COMPARING POCD WITH OTHER TERMINOLOGY OF COGNITIVE DECLINE
Perhaps one of the most intriguing aspects of POCD is the unique manner in which it has developed within the fields of anesthesia and surgery as a research construct with little interaction with clinical, cognitive sciences in the nonsurgical population. From a research perspective, POCD represents subtle cognitive decline detectable only by neuropsychological tests. Within the field of geriatric psychiatry, such subtle cognitive deficits were being described in the elderly general population in the 1980s and 1990s in parallel, but completely independently of POCD.48–50 Furthermore, the recognition that POCD is an entity confined to anesthesia and surgery with little acknowledgment in the wider medical community prompted calls to invoke the terminology used for cognitive impairment in geriatric psychiatry, neurology, and gerontology. Although a variety of terminology was used in geriatric medicine in the early stages,48,49,51,52 the term MCI has gradually become recognized as representing a transitional state between normal cognition and dementia in the elderly.
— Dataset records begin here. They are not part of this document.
//! Demo application: bouncing sprites.

use glam::Vec2;
use rand::prelude::*;
use tracing::info;
use winit::event::{ElementState, KeyEvent};
use winit::keyboard::{KeyCode, PhysicalKey};

use sprig_app::{AppContext, Color, SprigApp, TextureId, WindowEvent};
use sprig_render::GeometryBuffer;

use crate::flag_value;

const DIAMOND_VERTICES: &str = concat!(env!("CARGO_MANIFEST_DIR"), "/assets/diamond.vertex");
const DIAMOND_INDICES: &str = concat!(env!("CARGO_MANIFEST_DIR"), "/assets/diamond.index");

/// Side of the generated checker texture, in texels.
const CHECKER_SIZE: u32 = 64;
/// Side of one checker cell, in texels.
const CHECKER_CELL: u32 = 8;

/// Speed range of the sprites, in pixels per second.
const MIN_SPEED: f32 = 60.0;
const MAX_SPEED: f32 = 260.0;

/// Demo parameters (from CLI or defaults).
#[derive(Debug, Clone)]
pub struct DemoParams {
    pub quads: usize,
    pub shapes: usize,
    pub seed: u64,
}

impl Default for DemoParams {
    fn default() -> Self {
        Self {
            quads: 200,
            shapes: 40,
            seed: 42,
        }
    }
}

impl DemoParams {
    /// Parse parameters from command line arguments.
    pub fn from_args() -> Self {
        let args: Vec<String> = std::env::args().collect();
        Self::parse(&args)
    }

    fn parse(args: &[String]) -> Self {
        let mut params = Self::default();
        if let Some(v) = flag_value(args, "--quads").and_then(|v| v.parse().ok()) {
            params.quads = v;
        }
        if let Some(v) = flag_value(args, "--shapes").and_then(|v| v.parse().ok()) {
            params.shapes = v;
        }
        if let Some(v) = flag_value(args, "--seed").and_then(|v| v.parse().ok()) {
            params.seed = v;
        }
        params
    }
}

/// A sprite moving in a straight line, reflected at the window edges.
#[derive(Debug, Clone, Copy, PartialEq)]
pub struct Bouncer {
    pub position: Vec2,
    pub velocity: Vec2,
    pub size: Vec2,
}

impl Bouncer {
    /// Advance by `dt` seconds inside a `bounds`-sized window.
    pub fn step(&mut self, dt: f32, bounds: Vec2) {
        let half = self.size * 0.5;
        self.position += self.velocity * dt;

        for axis in 0..2 {
            let (min, max) = (half[axis], bounds[axis] - half[axis]);
            if self.position[axis] < min {
                self.position[axis] = min;
                self.velocity[axis] = self.velocity[axis].abs();
            } else if self.position[axis] > max {
                self.position[axis] = max.max(min);
                self.velocity[axis] = -self.velocity[axis].abs();
            }
        }
    }

    fn random(rng: &mut impl Rng, bounds: Vec2, size: Vec2) -> Self {
        let angle = rng.gen_range(0.0..std::f32::consts::TAU);
        let speed = rng.gen_range(MIN_SPEED..MAX_SPEED);
        Self {
            position: Vec2::new(rng.gen_range(0.0..bounds.x), rng.gen_range(0.0..bounds.y)),
            velocity: Vec2::from_angle(angle) * speed,
            size,
        }
    }
}

/// RGBA8 checkerboard of two colors.
pub fn checker_pixels(size: u32, cell: u32, a: Color, b: Color) -> Vec<u8> {
    let to_rgba = |c: Color| c.to_array().map(|v| (v.clamp(0.0, 1.0) * 255.0).round() as u8);
    let (a, b) = (to_rgba(a), to_rgba(b));

    let mut pixels = Vec::with_capacity((size * size * 4) as usize);
    for y in 0..size {
        for x in 0..size {
            let even = (x / cell + y / cell) % 2 == 0;
            pixels.extend_from_slice(if even { &a } else { &b });
        }
    }
    pixels
}

#[derive(Debug, Clone, Copy)]
enum SpriteKind {
    Quad(Color),
    Diamond(Color),
    Textured,
}

/// Demo application state.
pub struct Demo {
    sprites: Vec<(SpriteKind, Bouncer)>,
    diamond: GeometryBuffer,
    checker: TextureId,
    paused: bool,
    dropped: usize,
}

impl SprigApp for Demo {
    fn init(ctx: &mut AppContext) -> anyhow::Result<Self> {
        let params = DemoParams::from_args();
        info!(?params, "Starting demo");

        let diamond = ctx
            .renderer
            .load_geometry("diamond", DIAMOND_VERTICES, DIAMOND_INDICES)?;
        let pixels = checker_pixels(CHECKER_SIZE, CHECKER_CELL, Color::WHITE, Color::MAGENTA);
        let checker = ctx
            .renderer
            .upload_texture("checker", CHECKER_SIZE, CHECKER_SIZE, &pixels)?;

        let extent = ctx.extent();
        let bounds = Vec2::new(extent.width as f32, extent.height as f32);
        let mut rng = StdRng::seed_from_u64(params.seed);
        let palette = [Color::RED, Color::GREEN, Color::BLUE, Color::MAGENTA];

        let mut sprites = Vec::with_capacity(params.quads + params.shapes);
        for i in 0..params.quads {
            let size = Vec2::splat(rng.gen_range(8.0..32.0));
            sprites.push((
                SpriteKind::Quad(palette[i % palette.len()]),
                Bouncer::random(&mut rng, bounds, size),
            ));
        }
        for i in 0..params.shapes {
            let kind = if i % 2 == 0 {
                SpriteKind::Diamond(palette[(i / 2) % palette.len()])
            } else {
                SpriteKind::Textured
            };
            let size = Vec2::splat(rng.gen_range(32.0..96.0));
            sprites.push((kind, Bouncer::random(&mut rng, bounds, size)));
        }

        Ok(Self {
            sprites,
            diamond,
            checker,
            paused: false,
            dropped: 0,
        })
    }

    fn update(&mut self, ctx: &AppContext, dt: f32) {
        if self.paused {
            return;
        }
        let extent = ctx.extent();
        let bounds = Vec2::new(extent.width as f32, extent.height as f32);
        for (_, sprite) in &mut self.sprites {
            sprite.step(dt, bounds);
        }
    }

    fn draw(&mut self, ctx: &mut AppContext) -> anyhow::Result<()> {
        let renderer = &mut ctx.renderer;
        let mut dropped = 0;

        for (kind, sprite) in &self.sprites {
            let accepted = match *kind {
                SpriteKind::Quad(color) => renderer.submit_quad(sprite.position, sprite.size, color),
                SpriteKind::Diamond(color) => renderer.submit_shape(
                    self.diamond.vertices,
                    self.diamond.indices,
                    sprite.position,
                    sprite.size,
                    color,
                    None,
                )?,
                SpriteKind::Textured => {
                    renderer.submit_textured_quad(sprite.position, sprite.size, self.checker)?
                }
            };
            if !accepted {
                dropped += 1;
            }
        }

        if dropped != self.dropped {
            tracing::warn!(dropped, "Sprites dropped at batch capacity");
            self.dropped = dropped;
        }
        Ok(())
    }

    fn on_event(&mut self, event: &WindowEvent) -> bool {
        if let WindowEvent::KeyboardInput {
            event:
                KeyEvent {
                    physical_key: PhysicalKey::Code(KeyCode::Space),
                    state: ElementState::Pressed,
                    repeat: false,
                    ..
                },
            ..
        } = event
        {
            self.paused = !self.paused;
            info!(paused = self.paused, "Toggled pause");
            return true;
        }
        false
    }

    fn cleanup(&mut self, ctx: &mut AppContext) {
        info!(
            frames = ctx.frame_count,
            textures = ctx.renderer.assets().texture_count(),
            "Demo finished"
        );
    }
}

#[cfg(test)]
mod tests {
    use super::*;
    use approx::assert_relative_eq;

    #[test]
    fn bouncer_reflects_off_right_edge() {
        let mut b = Bouncer {
            position: Vec2::new(95.0, 50.0),
            velocity: Vec2::new(100.0, 0.0),
            size: Vec2::splat(10.0),
        };
        b.step(0.1, Vec2::new(100.0, 100.0));
        assert_relative_eq!(b.position.x, 95.0);
        assert_relative_eq!(b.velocity.x, -100.0);
    }

    #[test]
    fn bouncer_reflects_off_top_edge() {
        let mut b = Bouncer {
            position: Vec2::new(50.0, 6.0),
            velocity: Vec2::new(0.0, -50.0),
            size: Vec2::splat(10.0),
        };
        b.step(0.1, Vec2::new(100.0, 100.0));
        assert_relative_eq!(b.position.y, 5.0);
        assert_relative_eq!(b.velocity.y, 50.0);
    }

    #[test]
    fn checker_alternates_cells() {
        let pixels = checker_pixels(4, 2, Color::WHITE, Color::BLACK);
        assert_eq!(pixels.len(), 4 * 4 * 4);
        assert_eq!(&pixels[0..4], &[255, 255, 255, 255]);
        // x = 2, y = 0 is in the second cell
        assert_eq!(&pixels[8..12], &[0, 0, 0, 255]);
        // x = 2, y = 2 is back to the first color
        let idx = (2 * 4 + 2) * 4;
        assert_eq!(&pixels[idx..idx + 4], &[255, 255, 255, 255]);
    }

    #[test]
    fn params_from_flags() {
        let args: Vec<String> = ["demo", "--quads", "12", "--seed", "7", "--shapes", "x"]
            .iter()
            .map(ToString::to_string)
            .collect();
        let params = DemoParams::parse(&args);
        assert_eq!(params.quads, 12);
        assert_eq!(params.seed, 7);
        assert_eq!(params.shapes, DemoParams::default().shapes);
    }

    #[test]
    fn seeded_sprites_start_inside_the_window() {
        let bounds = Vec2::new(1280.0, 768.0);
        let spawn = |seed| {
            let mut rng = StdRng::seed_from_u64(seed);
            (0..100)
                .map(|_| Bouncer::random(&mut rng, bounds, Vec2::splat(16.0)))
                .collect::<Vec<_>>()
        };

        let sprites = spawn(42);
        assert_eq!(sprites, spawn(42));
        for sprite in &sprites {
            assert!(sprite.position.cmpge(Vec2::ZERO).all());
            assert!(sprite.position.cmplt(bounds).all());
            let speed = sprite.velocity.length();
            assert!((MIN_SPEED - 1e-3..MAX_SPEED + 1e-3).contains(&speed));
        }
    }
}
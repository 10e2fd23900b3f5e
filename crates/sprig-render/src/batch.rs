//! Per-frame instanced draw batches.
//!
//! A batch accumulates clip-space instances between frames and records one
//! instanced draw per distinct geometry key. The shader reads instance `i`
//! from slot `gl_InstanceIndex` of the batch's uniform arrays, so instances
//! are laid out in draw order and every draw's `first_instance` is the number
//! of instances drawn before it.

use crate::assets::{IndexSetId, TextureId, VertexSetId};
use crate::recorder::DrawRecorder;
use crate::uniforms::{Instance, InstanceBlock, UniformData};
use ash::vk;
use glam::Vec2;
use sprig_core::{ClipSpace, Color};
use sprig_gpu::DescriptorGroupId;
use std::collections::BTreeMap;

/// Vertices emitted per quad instance.
const QUAD_VERTICES: u32 = 6;

/// Pipeline state a batch binds before drawing.
#[derive(Debug, Clone, Copy, Default, PartialEq, Eq)]
pub struct PipelineBinding {
    pub pipeline: vk::Pipeline,
    pub layout: vk::PipelineLayout,
}

/// Axis-aligned, untextured rectangles. Corners are generated in the vertex
/// shader, so there are no vertex or index buffers.
#[derive(Debug)]
pub struct QuadBatch {
    block: InstanceBlock,
    clip: ClipSpace,
    group: DescriptorGroupId,
    uniform_set: vk::DescriptorSet,
    binding: PipelineBinding,
    instances: Vec<Instance>,
}

impl QuadBatch {
    pub fn new(
        capacity: usize,
        clip: ClipSpace,
        group: DescriptorGroupId,
        uniform_set: vk::DescriptorSet,
        binding: PipelineBinding,
    ) -> Self {
        Self {
            block: InstanceBlock::new(capacity),
            clip,
            group,
            uniform_set,
            binding,
            instances: Vec::with_capacity(capacity),
        }
    }

    /// Queue a quad centered on `position` with full `size`, both in pixels.
    ///
    /// Returns `false` and drops the quad when the batch is full.
    pub fn add(&mut self, position: Vec2, size: Vec2, color: Color) -> bool {
        if self.instances.len() >= self.block.capacity() {
            return false;
        }
        self.instances.push(Instance {
            position_size: self.clip.position_and_size(position, size),
            color: color.to_vec4(),
        });
        true
    }

    pub fn len(&self) -> usize {
        self.instances.len()
    }

    pub fn is_empty(&self) -> bool {
        self.instances.is_empty()
    }

    pub fn instances(&self) -> &[Instance] {
        &self.instances
    }

    fn uniform_data(&self) -> UniformData {
        let mut data = UniformData::default();
        self.instances.iter().for_each(|i| data.push(i));
        data
    }

    fn record(&self, recorder: &mut dyn DrawRecorder) {
        if self.instances.is_empty() {
            return;
        }
        recorder.bind_pipeline(self.binding.pipeline);
        recorder.bind_descriptor_sets(self.binding.layout, &[self.uniform_set]);
        recorder.draw(QUAD_VERTICES, self.instances.len() as u32, 0, 0);
    }

    fn reset(&mut self) {
        self.instances.clear();
    }
}

/// Identity of one draw call in a [`ShapeBatch`].
#[derive(Debug, Clone, Copy, PartialEq, Eq, Hash, PartialOrd, Ord)]
pub struct ShapeKey {
    pub vertices: VertexSetId,
    pub indices: IndexSetId,
    pub texture: Option<TextureId>,
}

/// Buffers and texture set a shape key resolves to.
#[derive(Debug, Clone, Copy, Default, PartialEq, Eq)]
pub struct ShapeResources {
    pub vertex_buffer: vk::Buffer,
    pub index_buffer: vk::Buffer,
    pub index_count: u32,
    pub texture_set: Option<vk::DescriptorSet>,
}

#[derive(Debug)]
struct ShapeEntry {
    resources: ShapeResources,
    instances: Vec<Instance>,
}

/// Indexed geometry from the asset library, optionally textured.
#[derive(Debug)]
pub struct ShapeBatch {
    block: InstanceBlock,
    clip: ClipSpace,
    group: DescriptorGroupId,
    uniform_set: vk::DescriptorSet,
    plain: PipelineBinding,
    textured: PipelineBinding,
    entries: BTreeMap<ShapeKey, ShapeEntry>,
    total: usize,
}

impl ShapeBatch {
    pub fn new(
        capacity: usize,
        clip: ClipSpace,
        group: DescriptorGroupId,
        uniform_set: vk::DescriptorSet,
        plain: PipelineBinding,
        textured: PipelineBinding,
    ) -> Self {
        Self {
            block: InstanceBlock::new(capacity),
            clip,
            group,
            uniform_set,
            plain,
            textured,
            entries: BTreeMap::new(),
            total: 0,
        }
    }

    /// Queue one instance of `key`.
    ///
    /// The capacity is shared by all keys since they share one uniform block.
    /// Returns `false` and drops the instance when the batch is full.
    pub fn add(
        &mut self,
        key: ShapeKey,
        resources: ShapeResources,
        position: Vec2,
        size: Vec2,
        color: Color,
    ) -> bool {
        if self.total >= self.block.capacity() {
            return false;
        }
        let instance = Instance {
            position_size: self.clip.position_and_size(position, size),
            color: color.to_vec4(),
        };
        self.entries
            .entry(key)
            .or_insert_with(|| ShapeEntry {
                resources,
                instances: Vec::new(),
            })
            .instances
            .push(instance);
        self.total += 1;
        true
    }

    pub fn len(&self) -> usize {
        self.total
    }

    pub fn is_empty(&self) -> bool {
        self.total == 0
    }

    /// Number of distinct keys queued this frame.
    pub fn key_count(&self) -> usize {
        self.entries.len()
    }

    fn uniform_data(&self) -> UniformData {
        let mut data = UniformData::default();
        for entry in self.entries.values() {
            entry.instances.iter().for_each(|i| data.push(i));
        }
        data
    }

    fn record(&self, recorder: &mut dyn DrawRecorder) {
        let mut first_instance = 0u32;
        for entry in self.entries.values() {
            let count = entry.instances.len() as u32;
            let resources = &entry.resources;

            match resources.texture_set {
                Some(texture_set) => {
                    recorder.bind_pipeline(self.textured.pipeline);
                    recorder.bind_descriptor_sets(
                        self.textured.layout,
                        &[self.uniform_set, texture_set],
                    );
                }
                None => {
                    recorder.bind_pipeline(self.plain.pipeline);
                    recorder.bind_descriptor_sets(self.plain.layout, &[self.uniform_set]);
                }
            }
            recorder.bind_vertex_buffer(resources.vertex_buffer);
            recorder.bind_index_buffer(resources.index_buffer);
            recorder.draw_indexed(resources.index_count, count, 0, 0, first_instance);

            first_instance += count;
        }
    }

    fn reset(&mut self) {
        self.entries.clear();
        self.total = 0;
    }
}

/// The closed set of batch kinds the frame orchestrator drives.
#[derive(Debug)]
pub enum Renderable {
    Quads(QuadBatch),
    Shapes(ShapeBatch),
}

impl Renderable {
    /// Descriptor group holding this batch's uniform block.
    pub fn group(&self) -> DescriptorGroupId {
        match self {
            Self::Quads(batch) => batch.group,
            Self::Shapes(batch) => batch.group,
        }
    }

    pub fn block(&self) -> InstanceBlock {
        match self {
            Self::Quads(batch) => batch.block,
            Self::Shapes(batch) => batch.block,
        }
    }

    /// Instances queued this frame.
    pub fn len(&self) -> usize {
        match self {
            Self::Quads(batch) => batch.len(),
            Self::Shapes(batch) => batch.len(),
        }
    }

    pub fn is_empty(&self) -> bool {
        self.len() == 0
    }

    /// Uniform contents matching the order [`record`](Self::record) draws in.
    pub fn uniform_data(&self) -> UniformData {
        match self {
            Self::Quads(batch) => batch.uniform_data(),
            Self::Shapes(batch) => batch.uniform_data(),
        }
    }

    /// Emit this frame's draws.
    pub fn record(&self, recorder: &mut dyn DrawRecorder) {
        match self {
            Self::Quads(batch) => batch.record(recorder),
            Self::Shapes(batch) => batch.record(recorder),
        }
    }

    /// Drop everything queued. Call only after the frame has been recorded.
    pub fn reset(&mut self) {
        match self {
            Self::Quads(batch) => batch.reset(),
            Self::Shapes(batch) => batch.reset(),
        }
    }
}

#[cfg(test)]
mod tests {
    use super::*;
    use crate::recorder::tests::{Call, CallLog};
    use approx::assert_relative_eq;
    use ash::vk::Handle;
    use glam::Vec4;
    use sprig_core::WindowExtent;

    fn clip() -> ClipSpace {
        ClipSpace::new(WindowExtent::new(1280, 768))
    }

    fn binding(raw: u64) -> PipelineBinding {
        PipelineBinding {
            pipeline: vk::Pipeline::from_raw(raw),
            layout: vk::PipelineLayout::from_raw(raw + 100),
        }
    }

    fn quads(capacity: usize) -> QuadBatch {
        QuadBatch::new(
            capacity,
            clip(),
            DescriptorGroupId(0),
            vk::DescriptorSet::from_raw(7),
            binding(1),
        )
    }

    fn shapes(capacity: usize) -> ShapeBatch {
        ShapeBatch::new(
            capacity,
            clip(),
            DescriptorGroupId(1),
            vk::DescriptorSet::from_raw(8),
            binding(2),
            binding(3),
        )
    }

    fn key(vertices: u32, indices: u32, texture: Option<u32>) -> ShapeKey {
        ShapeKey {
            vertices: VertexSetId(vertices),
            indices: IndexSetId(indices),
            texture: texture.map(TextureId),
        }
    }

    fn resources(raw: u64, textured: bool) -> ShapeResources {
        ShapeResources {
            vertex_buffer: vk::Buffer::from_raw(raw),
            index_buffer: vk::Buffer::from_raw(raw + 1),
            index_count: 6,
            texture_set: textured.then(|| vk::DescriptorSet::from_raw(raw + 2)),
        }
    }

    #[test]
    fn center_quad_on_1280x768() {
        let mut batch = quads(sprig_shaders::QUAD_CAPACITY);
        assert!(batch.add(Vec2::new(640.0, 384.0), Vec2::splat(64.0), Color::RED));

        let instance = batch.instances()[0];
        assert_relative_eq!(instance.position_size.x, 0.0);
        assert_relative_eq!(instance.position_size.y, 0.0);
        assert_relative_eq!(instance.position_size.z, 0.05);
        assert_relative_eq!(instance.position_size.w, 64.0 / 768.0);
        assert_eq!(instance.color, Vec4::new(1.0, 0.0, 0.0, 1.0));
    }

    #[test]
    fn reset_then_record_draws_nothing() {
        let mut quad_batch = Renderable::Quads(quads(8));
        let mut shape_batch = Renderable::Shapes(shapes(8));
        if let Renderable::Quads(batch) = &mut quad_batch {
            batch.add(Vec2::ZERO, Vec2::ONE, Color::WHITE);
        }
        if let Renderable::Shapes(batch) = &mut shape_batch {
            batch.add(key(0, 0, None), resources(10, false), Vec2::ZERO, Vec2::ONE, Color::WHITE);
        }

        for batch in [&mut quad_batch, &mut shape_batch] {
            batch.reset();
            let mut log = CallLog::default();
            batch.record(&mut log);
            assert!(log.draws().is_empty());
            assert!(batch.is_empty());
        }
    }

    #[test]
    fn quads_beyond_capacity_are_dropped() {
        let mut batch = quads(4);
        let accepted = (0..10)
            .filter(|&i| batch.add(Vec2::splat(i as f32), Vec2::ONE, Color::BLUE))
            .count();
        assert_eq!(accepted, 4);
        assert_eq!(batch.len(), 4);

        let mut log = CallLog::default();
        Renderable::Quads(batch).record(&mut log);
        assert_eq!(
            log.calls.last(),
            Some(&Call::Draw {
                vertices: 6,
                instances: 4,
                first_instance: 0
            })
        );
    }

    #[test]
    fn shape_capacity_is_shared_across_keys() {
        let mut batch = shapes(5);
        let mut add = |k: ShapeKey, raw: u64| {
            batch.add(k, resources(raw, false), Vec2::ZERO, Vec2::ONE, Color::WHITE)
        };

        let first = (0..3).filter(|_| add(key(0, 0, None), 10)).count();
        let second = (0..5).filter(|_| add(key(1, 1, None), 20)).count();
        assert_eq!((first, second), (3, 2));
        assert!(!add(key(0, 0, None), 10));
        assert_eq!(batch.len(), 5);
    }

    #[test]
    fn one_draw_per_key_with_running_offsets() {
        let mut batch = shapes(sprig_shaders::SHAPE_CAPACITY);
        let counts = [(key(0, 0, None), 3), (key(1, 1, None), 5), (key(0, 0, Some(0)), 2)];
        for (index, &(k, n)) in counts.iter().enumerate() {
            let res = resources(10 * (index as u64 + 1), k.texture.is_some());
            for _ in 0..n {
                batch.add(k, res, Vec2::ZERO, Vec2::ONE, Color::GREEN);
            }
        }
        assert_eq!(batch.key_count(), 3);

        let renderable = Renderable::Shapes(batch);
        let mut log = CallLog::default();
        renderable.record(&mut log);

        let draws = log.draws();
        assert_eq!(draws.len(), 3);

        let mut expected_offset = 0;
        for &(instances, first_instance) in &draws {
            assert_eq!(first_instance, expected_offset);
            expected_offset += instances;
        }
        assert_eq!(expected_offset, 10);

        let mut sorted: Vec<u32> = draws.iter().map(|d| d.0).collect();
        sorted.sort_unstable();
        assert_eq!(sorted, vec![2, 3, 5]);

        // Uniform slots follow draw order
        assert_eq!(renderable.uniform_data().positions.len(), 10);
    }

    #[test]
    fn textured_keys_bind_sampler_set() {
        let mut batch = shapes(16);
        batch.add(key(0, 0, Some(3)), resources(40, true), Vec2::ZERO, Vec2::ONE, Color::BLACK);

        let mut log = CallLog::default();
        Renderable::Shapes(batch).record(&mut log);

        assert_eq!(log.calls[0], Call::Pipeline(binding(3).pipeline));
        assert_eq!(
            log.calls[1],
            Call::Sets(
                binding(3).layout,
                vec![vk::DescriptorSet::from_raw(8), vk::DescriptorSet::from_raw(42)]
            )
        );
        assert_eq!(log.calls[2], Call::VertexBuffer(vk::Buffer::from_raw(40)));
        assert_eq!(log.calls[3], Call::IndexBuffer(vk::Buffer::from_raw(41)));
    }
}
The current definition of MCI according to the National Institute of Aging and Alzheimer Association53 includes the following 4 factors:
- Cognitive concern reflecting a change in cognition reported by patient or informant or clinician (ie, historical or observed subjective evidence of decline over time).
- Objective evidence of impairment in 1 or more cognitive domains, typically including memory (ie, formal or bedside testing to establish level of cognitive function in multiple domains).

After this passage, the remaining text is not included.